[Extracted data entries]

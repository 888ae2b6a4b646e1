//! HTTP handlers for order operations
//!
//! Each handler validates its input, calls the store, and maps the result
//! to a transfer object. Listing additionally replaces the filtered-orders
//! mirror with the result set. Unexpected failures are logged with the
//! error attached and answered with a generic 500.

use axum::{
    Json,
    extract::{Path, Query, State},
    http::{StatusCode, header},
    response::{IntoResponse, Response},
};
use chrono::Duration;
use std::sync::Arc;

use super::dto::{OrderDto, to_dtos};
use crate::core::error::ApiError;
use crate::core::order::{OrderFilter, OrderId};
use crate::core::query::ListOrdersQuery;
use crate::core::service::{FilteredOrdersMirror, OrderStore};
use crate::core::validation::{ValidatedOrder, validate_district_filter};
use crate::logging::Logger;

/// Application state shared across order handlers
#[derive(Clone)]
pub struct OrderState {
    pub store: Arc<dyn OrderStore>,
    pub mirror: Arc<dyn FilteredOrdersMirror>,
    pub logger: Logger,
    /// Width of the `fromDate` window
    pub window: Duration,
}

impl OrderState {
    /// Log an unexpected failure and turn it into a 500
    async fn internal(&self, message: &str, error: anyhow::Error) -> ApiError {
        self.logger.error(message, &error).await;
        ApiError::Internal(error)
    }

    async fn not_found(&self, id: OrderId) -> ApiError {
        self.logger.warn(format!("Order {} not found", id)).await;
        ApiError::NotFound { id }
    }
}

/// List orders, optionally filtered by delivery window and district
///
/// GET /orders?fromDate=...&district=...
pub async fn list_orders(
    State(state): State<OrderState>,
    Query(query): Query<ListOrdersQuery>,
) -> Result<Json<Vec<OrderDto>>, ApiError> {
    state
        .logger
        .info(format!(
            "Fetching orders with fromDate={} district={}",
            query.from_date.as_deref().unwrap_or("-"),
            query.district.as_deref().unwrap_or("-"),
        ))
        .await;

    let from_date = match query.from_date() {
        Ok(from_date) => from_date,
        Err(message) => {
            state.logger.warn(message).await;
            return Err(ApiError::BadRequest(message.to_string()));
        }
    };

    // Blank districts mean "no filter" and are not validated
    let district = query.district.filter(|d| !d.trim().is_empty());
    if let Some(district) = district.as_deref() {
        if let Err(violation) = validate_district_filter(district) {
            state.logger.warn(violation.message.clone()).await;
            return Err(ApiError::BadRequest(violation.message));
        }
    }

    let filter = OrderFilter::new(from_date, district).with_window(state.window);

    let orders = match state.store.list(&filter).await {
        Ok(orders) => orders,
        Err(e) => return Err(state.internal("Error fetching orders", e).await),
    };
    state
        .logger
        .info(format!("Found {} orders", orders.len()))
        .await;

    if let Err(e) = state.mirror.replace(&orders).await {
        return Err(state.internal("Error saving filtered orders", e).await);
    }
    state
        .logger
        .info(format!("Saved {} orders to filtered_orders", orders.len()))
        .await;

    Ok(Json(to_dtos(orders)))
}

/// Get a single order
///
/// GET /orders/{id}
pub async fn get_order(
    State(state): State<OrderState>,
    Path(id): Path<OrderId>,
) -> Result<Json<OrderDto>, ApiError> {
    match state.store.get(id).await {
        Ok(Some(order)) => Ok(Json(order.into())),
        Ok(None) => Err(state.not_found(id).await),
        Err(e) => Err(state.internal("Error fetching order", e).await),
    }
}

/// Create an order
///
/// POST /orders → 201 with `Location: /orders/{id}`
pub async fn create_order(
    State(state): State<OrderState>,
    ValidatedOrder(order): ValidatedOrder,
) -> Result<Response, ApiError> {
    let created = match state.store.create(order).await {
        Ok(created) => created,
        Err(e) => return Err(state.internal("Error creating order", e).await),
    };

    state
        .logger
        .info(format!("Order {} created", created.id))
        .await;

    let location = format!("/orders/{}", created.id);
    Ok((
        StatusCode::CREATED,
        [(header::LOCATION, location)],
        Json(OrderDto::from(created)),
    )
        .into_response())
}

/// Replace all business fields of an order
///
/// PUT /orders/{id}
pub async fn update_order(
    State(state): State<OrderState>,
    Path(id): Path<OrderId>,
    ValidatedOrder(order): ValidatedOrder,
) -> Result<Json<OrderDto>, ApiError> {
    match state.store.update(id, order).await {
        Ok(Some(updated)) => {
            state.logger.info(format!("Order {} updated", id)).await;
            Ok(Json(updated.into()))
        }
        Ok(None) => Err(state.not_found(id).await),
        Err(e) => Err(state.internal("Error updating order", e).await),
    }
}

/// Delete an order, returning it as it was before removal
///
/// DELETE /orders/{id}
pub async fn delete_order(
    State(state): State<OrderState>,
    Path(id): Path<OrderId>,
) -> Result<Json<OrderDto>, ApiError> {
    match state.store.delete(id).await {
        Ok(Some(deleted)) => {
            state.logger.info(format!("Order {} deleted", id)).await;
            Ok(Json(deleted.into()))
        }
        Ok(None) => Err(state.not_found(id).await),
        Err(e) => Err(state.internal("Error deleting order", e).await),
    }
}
==
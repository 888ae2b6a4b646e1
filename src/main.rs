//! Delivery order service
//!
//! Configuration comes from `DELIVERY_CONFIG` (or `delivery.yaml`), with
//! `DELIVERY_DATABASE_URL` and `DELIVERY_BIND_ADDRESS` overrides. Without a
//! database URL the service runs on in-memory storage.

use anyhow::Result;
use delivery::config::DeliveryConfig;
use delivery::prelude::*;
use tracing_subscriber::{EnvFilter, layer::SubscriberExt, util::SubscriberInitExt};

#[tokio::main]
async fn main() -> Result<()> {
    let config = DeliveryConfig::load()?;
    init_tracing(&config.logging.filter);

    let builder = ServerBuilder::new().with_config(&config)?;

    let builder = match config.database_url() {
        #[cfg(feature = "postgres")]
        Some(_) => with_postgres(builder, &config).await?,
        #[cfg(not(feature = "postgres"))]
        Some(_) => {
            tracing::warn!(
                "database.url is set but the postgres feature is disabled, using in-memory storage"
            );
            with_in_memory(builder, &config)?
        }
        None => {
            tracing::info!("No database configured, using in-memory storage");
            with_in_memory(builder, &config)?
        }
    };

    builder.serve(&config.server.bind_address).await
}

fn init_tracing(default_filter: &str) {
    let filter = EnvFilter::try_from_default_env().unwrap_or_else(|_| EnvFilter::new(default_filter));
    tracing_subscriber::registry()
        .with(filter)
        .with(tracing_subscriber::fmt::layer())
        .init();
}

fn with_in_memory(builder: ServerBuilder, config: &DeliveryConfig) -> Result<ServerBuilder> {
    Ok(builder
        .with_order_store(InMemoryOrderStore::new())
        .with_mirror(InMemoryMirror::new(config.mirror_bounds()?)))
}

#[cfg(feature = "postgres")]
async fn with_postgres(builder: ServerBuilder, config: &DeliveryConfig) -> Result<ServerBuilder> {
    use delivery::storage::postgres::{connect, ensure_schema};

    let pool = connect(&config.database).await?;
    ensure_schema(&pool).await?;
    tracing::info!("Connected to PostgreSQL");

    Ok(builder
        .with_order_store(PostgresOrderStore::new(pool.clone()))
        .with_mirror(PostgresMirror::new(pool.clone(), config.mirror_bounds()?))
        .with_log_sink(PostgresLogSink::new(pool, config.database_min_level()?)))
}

* [EXERCISE]:
Your response should be the lines of the entries above that include the string "DeliveryConfig".

* [OUTPUT FOR THIS EXERCISE]:
use delivery::config::DeliveryConfig;
    let config = DeliveryConfig::load()?;
fn with_in_memory(builder: ServerBuilder, config: &DeliveryConfig) -> Result<ServerBuilder> {
async fn with_postgres(builder: ServerBuilder, config: &DeliveryConfig) -> Result<ServerBuilder> {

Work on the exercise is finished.